A recent Insurance Research Council (IRC) report reveals increasing inefficiencies in the homeowners’ insurance rate filing process, which directly impacts insurers’ ability to manage risk and maintain profitability. By analyzing data from 2010 to 2024 across all U.S. states and Washington, D.C., the study details growing delays, lower approval rates, and a rising gap between requested and granted premium increases.
Claims adjusters and underwriting professionals will note that the average approval time has grown from 44 to 63 days, while the percentage of filings approved at reduced levels has increased by more than 10 percentage points. Additionally, the residual market share and usage of the excess and surplus market have grown rapidly, signaling deteriorating accessibility to standard homeowners’ policies in states like California.

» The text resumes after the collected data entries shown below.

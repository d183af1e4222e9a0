//! HTTP content source tests against a mock CMS

mod common;

use common::{course_key, fast_options, site};
use serde_json::json;
use std::sync::Arc;
use std::time::Duration;
use url::Url;
use wiremock::matchers::{header, method, path};
use wiremock::{Mock, MockServer, ResponseTemplate};

use schemagate::error::{Error, SchemaGateErrorTrait};
use schemagate::router::EndpointLayout;
use schemagate::service::SchemaService;
use schemagate::upstream::{ContentSource, HttpContentSource};
use schemagate::utils::error::UpstreamError;

fn course_json(id: &str, version: u64) -> serde_json::Value {
    json!({
        "id": id,
        "type": "Course",
        "version": version,
        "fields": {
            "name": format!("Course {id}"),
            "description": "Learn things"
        }
    })
}

fn source_for(server: &MockServer, timeout: Duration) -> HttpContentSource {
    let base = Url::parse(&format!("{}/api", server.uri())).unwrap();
    HttpContentSource::with_config(base, timeout, 1000).unwrap()
}

fn service_for(server: &MockServer) -> SchemaService {
    let source = source_for(server, Duration::from_secs(2));
    SchemaService::new(site(), EndpointLayout::default(), Arc::new(source))
        .with_options(fast_options())
}

#[tokio::test]
async fn test_fetch_entity() {
    let mock_server = MockServer::start().await;

    Mock::given(method("GET"))
        .and(path("/api/entities/course/course-1"))
        .and(header("accept", "application/json"))
        .respond_with(ResponseTemplate::new(200).set_body_json(course_json("course-1", 3)))
        .expect(1)
        .mount(&mock_server)
        .await;

    let source = source_for(&mock_server, Duration::from_secs(2));
    let entity = source.fetch(&course_key("course-1")).await.unwrap();

    assert_eq!(entity.id, "course-1");
    assert_eq!(entity.version, 3);
    assert_eq!(entity.fields["name"], "Course course-1");
}

#[tokio::test]
async fn test_fetch_404_is_not_found() {
    let mock_server = MockServer::start().await;

    Mock::given(method("GET"))
        .respond_with(ResponseTemplate::new(404))
        .mount(&mock_server)
        .await;

    let source = source_for(&mock_server, Duration::from_secs(2));
    let result = source.fetch(&course_key("gone")).await;

    assert!(matches!(result, Err(UpstreamError::NotFound(_))));
}

#[tokio::test]
async fn test_fetch_status_mapping() {
    let mock_server = MockServer::start().await;

    Mock::given(method("GET"))
        .and(path("/api/entities/course/busy"))
        .respond_with(ResponseTemplate::new(429))
        .mount(&mock_server)
        .await;
    Mock::given(method("GET"))
        .and(path("/api/entities/course/broken"))
        .respond_with(ResponseTemplate::new(503))
        .mount(&mock_server)
        .await;
    Mock::given(method("GET"))
        .and(path("/api/entities/course/private"))
        .respond_with(ResponseTemplate::new(403))
        .mount(&mock_server)
        .await;

    let source = source_for(&mock_server, Duration::from_secs(2));

    let busy = source.fetch(&course_key("busy")).await.unwrap_err();
    assert!(matches!(busy, UpstreamError::RateLimit));
    assert!(busy.is_recoverable());

    let broken = source.fetch(&course_key("broken")).await.unwrap_err();
    assert!(matches!(broken, UpstreamError::Server(503)));
    assert!(broken.is_recoverable());

    let private = source.fetch(&course_key("private")).await.unwrap_err();
    assert!(matches!(private, UpstreamError::Status(403)));
    assert!(!private.is_recoverable());
}

#[tokio::test]
async fn test_fetch_malformed_body() {
    let mock_server = MockServer::start().await;

    Mock::given(method("GET"))
        .respond_with(ResponseTemplate::new(200).set_body_string("<html>not json</html>"))
        .mount(&mock_server)
        .await;

    let source = source_for(&mock_server, Duration::from_secs(2));
    let err = source.fetch(&course_key("c1")).await.unwrap_err();

    match err {
        UpstreamError::Decode(message) => assert!(message.contains("not json")),
        other => panic!("unexpected error: {other}"),
    }
}

#[tokio::test]
async fn test_fetch_wrong_entity() {
    let mock_server = MockServer::start().await;

    Mock::given(method("GET"))
        .respond_with(ResponseTemplate::new(200).set_body_json(course_json("other", 1)))
        .mount(&mock_server)
        .await;

    let source = source_for(&mock_server, Duration::from_secs(2));
    let err = source.fetch(&course_key("c1")).await.unwrap_err();

    assert!(matches!(err, UpstreamError::WrongEntity { .. }));
}

#[tokio::test]
async fn test_fetch_timeout() {
    let mock_server = MockServer::start().await;

    Mock::given(method("GET"))
        .respond_with(
            ResponseTemplate::new(200)
                .set_body_json(course_json("slow", 1))
                .set_delay(Duration::from_millis(500)),
        )
        .mount(&mock_server)
        .await;

    let source = source_for(&mock_server, Duration::from_millis(100));
    let err = source.fetch(&course_key("slow")).await.unwrap_err();

    assert!(err.is_timeout());
}

#[tokio::test]
async fn test_refresh_retries_server_errors() {
    let mock_server = MockServer::start().await;

    // First two requests fail
    Mock::given(method("GET"))
        .and(path("/api/entities/course/c1"))
        .respond_with(ResponseTemplate::new(500))
        .up_to_n_times(2)
        .mount(&mock_server)
        .await;

    // Third request succeeds
    Mock::given(method("GET"))
        .and(path("/api/entities/course/c1"))
        .respond_with(ResponseTemplate::new(200).set_body_json(course_json("c1", 1)))
        .mount(&mock_server)
        .await;

    let service = service_for(&mock_server);
    let outcome = service.refresh(&course_key("c1")).await.unwrap();

    assert!(!outcome.is_fallback());
    assert_eq!(outcome.document().version, 1);
}

#[tokio::test]
async fn test_refresh_does_not_retry_not_found() {
    let mock_server = MockServer::start().await;

    Mock::given(method("GET"))
        .respond_with(ResponseTemplate::new(404))
        .expect(1)
        .mount(&mock_server)
        .await;

    let service = service_for(&mock_server);
    let err = service.refresh(&course_key("c1")).await.unwrap_err();

    assert!(matches!(err, Error::Upstream(UpstreamError::NotFound(_))));
    assert_eq!(err.status_code().as_u16(), 404);
}

#[tokio::test]
async fn test_lazy_document_fetch_timeout_is_gateway_timeout() {
    let mock_server = MockServer::start().await;

    Mock::given(method("GET"))
        .respond_with(
            ResponseTemplate::new(200)
                .set_body_json(course_json("c1", 1))
                .set_delay(Duration::from_secs(2)),
        )
        .mount(&mock_server)
        .await;

    let service = service_for(&mock_server);
    let err = service.document(&course_key("c1")).await.unwrap_err();

    assert_eq!(err.status_code().as_u16(), 504);
    assert!(service.cache().is_empty());
}

#[tokio::test]
async fn test_lazy_document_fetch_caches() {
    let mock_server = MockServer::start().await;

    Mock::given(method("GET"))
        .and(path("/api/entities/course/c1"))
        .respond_with(ResponseTemplate::new(200).set_body_json(course_json("c1", 4)))
        .expect(1)
        .mount(&mock_server)
        .await;

    let service = service_for(&mock_server);
    let first = service.document(&course_key("c1")).await.unwrap();
    let second = service.document(&course_key("c1")).await.unwrap();

    assert_eq!(first.version, 4);
    assert_eq!(first.content_hash, second.content_hash);
}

California stands out with some of the slowest rate approvals and a sharp increase in residual market reliance—up from 2.1% in 2019 to 8.2% in 2024. Such trends reflect regulatory bottlenecks and have downstream effects on claims handling, especially when non-admitted or residual market carriers are involved.
The findings underscore how rate filing inefficiencies contribute to persistent underwriting losses. The study found a strong correlation between premium shortfalls and underwriting losses, revealing structural misalignments that claims professionals must be aware of, particularly when navigating coverage limits and policyholder expectations in underpriced markets.
This report is essential reading for professionals navigating pricing adequacy, regulatory constraints, and shifting market dynamics. For adjusters, understanding where standard coverage is shrinking can help anticipate claim complexity and identify potential jurisdictional issues tied to surplus lines and residual market plans.